Damit lassen sich folgende boolesche Funktionen aufstellen:

Übergangsfunktion: z_f = zx_0 \lor \overline {z} \, \overline {x_1} x_0)


Ausgabefunktion: \begin{align}y_0 & = z x_0 \lor \overline {z} x_1 \overline {x_0} \\ y_1 & = x_1 \overline {x_0} \lor z \overline {x_1} x_0 \end{align}

Konstruktion des Schaltnetzes

Die Übergangs- und die Ausgabefunktion können durch je ein Schaltnetz realisiert werden. Das der Übergangsfunktion entsprechende Schaltnetz heißt auch Übergangsschaltnetz (engl.: next state logic); das der Ausgabefunktion entsprechende Schaltnetz heißt Ausgabeschaltnetz (engl.: output logic). Ferner benötigt man ein Verzögerungselement, das in der Lage ist, 1 Bit zu speichern, nämlich den aktuellen Zustand. Denn der von der Übergangsfunktion erzeugte Folgezustand muss eine Taktperiode lang gespeichert werden, um in der nächsten Periode an Übergangs- und Ausgabeschaltnetz anzuliegen.

This is supposed to be a flash animation. You'll need the flash plugin and a browser that supports it to view it.
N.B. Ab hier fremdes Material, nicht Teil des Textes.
#[cfg(test)]
macro_rules! assert_approx_eq {
	($left: expr, $right: expr, $tol: expr) => ({
		match ($left, $right, $tol) {
			(left_val, right_val, tol_val) => {
				let delta = (left_val - right_val).abs();
				if !(delta < tol_val) {
					panic!(
						"assertion failed: `(left ≈ right)` \
						(left: `{}`, right: `{}`, ∆: `{:e}`, allowed ∆: `{:e}`)",
						left_val, right_val, delta, tol_val
					)
				}
			}
		}
	});
}
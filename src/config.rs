use crate::engine::ClusterEngine;
use crate::primitive::Primitive;
use crate::stop_rule::StopRule;
use rand::prelude::*;
use std::cell::RefCell;

pub type InitDoneCallbackFn<'a, T> = &'a dyn Fn(&ClusterEngine<T>);
pub type RoundDoneCallbackFn<'a, T> = &'a dyn Fn(&ClusterEngine<T>, usize, usize);

/// What the centroid update step does with a cluster that currently has
/// no member points.
///
/// Recomputing an empty cluster's mean would divide by zero, so the
/// update step never does; it applies one of these policies instead.
#[derive(Clone, Copy, Debug, PartialEq, Eq)]
pub enum EmptyClusterPolicy {
    /// Redraw the centroid uniformly from the data's current bounding
    /// box, giving it a fresh chance to capture points next round.
    Reseed,
    /// Leave the centroid at its previous position.
    Freeze,
}

/// Configuration for a clustering run: the random number generator to
/// use, a couple of callbacks for status information, and the policies
/// applied during seeding, centroid updates and the convergence loop.
///
/// For detailed information about all options, have a look at
/// [`EngineConfigBuilder`].
pub struct EngineConfig<'a, T: Primitive> {
    /// Callback that is called when centroid initialization finished.
    /// ## Arguments
    /// - **engine**: The engine, with freshly seeded centroids
    pub(crate) init_done: InitDoneCallbackFn<'a, T>,
    /// Callback that is called after each convergence round.
    /// ## Arguments
    /// - **engine**: The engine, after the round's assignment and update
    /// - **round**: Number of the finished round (starting at 1)
    /// - **moved**: Points reassigned by the round's assignment step
    pub(crate) round_done: RoundDoneCallbackFn<'a, T>,
    /// Random number generator used for seeding and re-seeding.
    pub(crate) rnd: Box<RefCell<dyn RngCore>>,
    /// Policy for clusters that end an assignment round with no members.
    pub(crate) empty_cluster_policy: EmptyClusterPolicy,
    /// Minimum squared distance enforced between seeded centroids.
    pub(crate) min_separation: Option<T>,
    /// Early-stopping rule for the convergence loop.
    pub(crate) stop_rule: StopRule<T>,
}

impl<'a, T: Primitive> Default for EngineConfig<'a, T> {
    fn default() -> Self {
        Self {
            init_done: &|_| {},
            round_done: &|_, _, _| {},
            rnd: Box::new(RefCell::new(rand::thread_rng())),
            empty_cluster_policy: EmptyClusterPolicy::Reseed,
            min_separation: None,
            stop_rule: StopRule::Stable,
        }
    }
}

impl<'a, T: Primitive> EngineConfig<'a, T> {
    /// Use the [`EngineConfigBuilder`] to build an [`EngineConfig`] instance.
    pub fn build() -> EngineConfigBuilder<'a, T> {
        EngineConfigBuilder { config: EngineConfig::default() }
    }
}

impl<'a, T: Primitive> std::fmt::Debug for EngineConfig<'a, T> {
    fn fmt(&self, _: &mut std::fmt::Formatter<'_>) -> std::fmt::Result {
        Ok(())
    }
}

pub struct EngineConfigBuilder<'a, T: Primitive> {
    config: EngineConfig<'a, T>,
}

impl<'a, T: Primitive> EngineConfigBuilder<'a, T> {
    /// Set the callback that should be called after centroid
    /// initialization, before the first assignment round.
    pub fn init_done(mut self, init_done: InitDoneCallbackFn<'a, T>) -> Self {
        self.config.init_done = init_done;
        self
    }

    /// Set the callback that should be called after each round of a
    /// running convergence loop.
    pub fn round_done(mut self, round_done: RoundDoneCallbackFn<'a, T>) -> Self {
        self.config.round_done = round_done;
        self
    }

    /// Set the random number generator used for seeding and re-seeding
    /// centroids. Use a seeded generator for deterministically
    /// repeatable results.
    pub fn random_generator<R: RngCore + 'static>(mut self, rnd: R) -> Self {
        self.config.rnd = Box::new(RefCell::new(rnd));
        self
    }

    /// Set the policy applied to clusters that have no member points
    /// when centroids are recomputed.
    /// ## Default
    /// [`EmptyClusterPolicy::Reseed`]
    pub fn empty_cluster_policy(mut self, policy: EmptyClusterPolicy) -> Self {
        self.config.empty_cluster_policy = policy;
        self
    }

    /// Require freshly seeded centroids to be at least this squared
    /// distance apart. Seeding redraws a bounded number of times to
    /// satisfy the separation and then keeps the last candidate.
    /// ## Default
    /// No separation requirement.
    pub fn min_separation(mut self, min_separation: T) -> Self {
        self.config.min_separation = Some(min_separation);
        self
    }

    /// Set the early-stopping rule evaluated by the convergence loop.
    /// For more information, see the documentation of [`StopRule`].
    /// ## Default
    /// [`StopRule::Stable`]
    pub fn stop_rule(mut self, stop_rule: StopRule<T>) -> Self {
        self.config.stop_rule = stop_rule;
        self
    }

    /// Return the internally built configuration structure.
    pub fn build(self) -> EngineConfig<'a, T> {
        self.config
    }
}
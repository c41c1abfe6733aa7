use thiserror::Error;

#[derive(Error, Debug)]
pub enum Error {
    #[error("At least one API key is required")]
    NoKeys,

    #[error("Every API key in the pool was rejected or is over quota")]
    PoolExhausted,

    #[error("API error {code} ({reason}): {message}")]
    Api {
        code: u64,
        reason: String,
        message: String,
    },

    #[error("Invalid YouTube URL or video ID: {0}")]
    InvalidUrl(String),

    #[error("Channel not found: {0}")]
    ChannelNotFound(String),

    #[error("Invalid argument: {0}")]
    InvalidArgument(String),

    #[error("Unexpected API response: {0}")]
    UnexpectedResponse(String),

    #[error("External tool failed: {0}")]
    ExternalTool(String),

    #[error("HTTP error: {0}")]
    Http(#[from] reqwest::Error),

    #[error("JSON parse error: {0}")]
    Json(#[from] serde_json::Error),

    #[error("URL parse error: {0}")]
    Url(#[from] url::ParseError),

    #[error("IO error: {0}")]
    Io(#[from] std::io::Error),
}

pub type Result<T> = std::result::Result<T, Error>;

impl Error {
    /// True when the API rejected the request because of the key itself
    /// (quota spent or key invalid) rather than the request contents.
    /// These are the only errors worth retrying with another key.
    pub(crate) fn reason_is_credential(reason: &str) -> bool {
        matches!(
            reason,
            "quotaExceeded"
                | "dailyLimitExceeded"
                | "rateLimitExceeded"
                | "userRateLimitExceeded"
                | "keyInvalid"
                | "keyExpired"
        )
    }
}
Das im Flash dargestellte binäre Schaltwerk arbeitet wie folgt: Zu einem beliebig herausgegriffenen Zeitpunkt t liegen die Eingangsgrößen x = (x0, xl) an, und das Schaltwerk befindet sich im Zustand z. Aus x und z bildet das Übergangsschaltnetz den Folgezustand zf, der am Eingang des Speicherelements zur Übernahme bereitsteht. Das Ausgabeschaltnetz erzeugt aus x und z die Ausgangsgröße y = (y0, yl). Zum nächsten Zeitpunkt t' wird dann der Folgezustand zf in den Speicher übernommen und dadurch zum neuen internen Zustand z. Aus z und der nunmehr anliegenden Eingangsgröße x bildet das Schaltnetz f den neuen Folgezustand zf usw. Die Zeitpunkte t, t', t", ... werden durch ein dem Speicherelement zugeführtes Taktsignal festgelegt, das jeweils die Übernahme des Folgezustands auslöst. Das Speicherelement arbeitet wie eine Art Schleuse, indem es den an seinem Eingang liegenden Zustand beim nächsten Taktimpuls an seinen Ausgang weitergibt. Charakteristisch für Schaltwerke ist offenbar die Rückkopplung, d. h. die Rückführung der Leitung, welche den aktuellen Zustand transportiert, zum Eingang des Übergangsschaltnetzes.